Aside from the city social life, something that all visitors to Phnom Penh will do is see the Royal Palace. Cambodia is a constitutional monarchy and the king still live. s within the environs of the complex, though . understandably enough the living quarters are out of bounds for tourists. These kinds of attractions can often have something of the box ticking element about them, they are there, they need visiting but that’s about it, but the palace is certainly more than that and well worth the time. Its location on the banks of the river is immediately attractive anyway, and the staterooms available for viewing are undeniably spectacular. It may not be the oldest such construction but it is both beautiful and exceptionally impressive, and the Silver Pagoda every bit as much.
The Palace is often combined with a visit to the National Museum, where extraordinary numbers of artifacts from Khmer history can be seen, and even the odd bas relief from Angkor that was stolen and recovered subsequently.

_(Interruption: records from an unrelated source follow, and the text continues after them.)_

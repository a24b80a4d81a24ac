//! Placement module orchestrator following the RSB module specification.

mod core;

pub use self::core::{add_panel, delete_panel};
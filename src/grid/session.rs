use crate::error::{BoardError, Result};

use super::core::GridModel;

/// Editing session holding the last committed grid alongside the in-progress
/// draft. The draft is replaced wholesale by each staged transformation;
/// `discard` reverts to the committed value and `commit` promotes the draft
/// after the unassigned-panels gate passes.
#[derive(Debug, Clone)]
pub struct EditSession {
    committed: GridModel,
    draft: GridModel,
}

impl EditSession {
    pub fn new(committed: GridModel) -> Self {
        let draft = committed.clone();
        Self { committed, draft }
    }

    pub fn committed(&self) -> &GridModel {
        &self.committed
    }

    pub fn draft(&self) -> &GridModel {
        &self.draft
    }

    pub fn is_dirty(&self) -> bool {
        self.committed != self.draft
    }

    /// Apply one editor transformation to the draft.
    pub fn stage<F>(&mut self, op: F) -> &GridModel
    where
        F: FnOnce(&GridModel) -> GridModel,
    {
        self.draft = op(&self.draft);
        &self.draft
    }

    /// Revert the draft to the committed grid.
    pub fn discard(&mut self) {
        self.draft = self.committed.clone();
    }

    /// Promote the draft to committed, refusing when any panel in
    /// `all_panel_ids` is left without a cell. The draft survives a refused
    /// commit so the user can keep editing.
    pub fn commit<'a, I>(&mut self, all_panel_ids: I) -> Result<&GridModel>
    where
        I: IntoIterator<Item = &'a str>,
    {
        let unassigned = self.draft.find_unassigned_panel_ids(all_panel_ids);
        if !unassigned.is_empty() {
            return Err(BoardError::UnassignedPanels(unassigned));
        }
        self.committed = self.draft.clone();
        Ok(&self.committed)
    }
}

For bargain hunters, the Central Market holds obvious attractions. Street food is plentiful and varied, while deeper in to the maze of sub-streets inside is clothing, jewellery, electronics, and everything in between. A note of caution though, designer sunglasses don’t cost $4 anywhere, no matter how good the market might be. Expecting anything to be genuine would be the height of optimism, a good reason why although electronics are present, they represent a risky purchase.
Another popular excursion is to take a sunset river cruise for dinner. Cities with a river have a special feel to them, and Phnom Penh is no different. As a way to unwind after a busy day, it’s an excellent choice – relaxing and yet still offering scope for seeing the city itself.
My time in Cambodia is at an end. It has proved more engaging, more evocative and at times more troubling than anticipated. But it has been a pleasure throughout. Next up is southern India.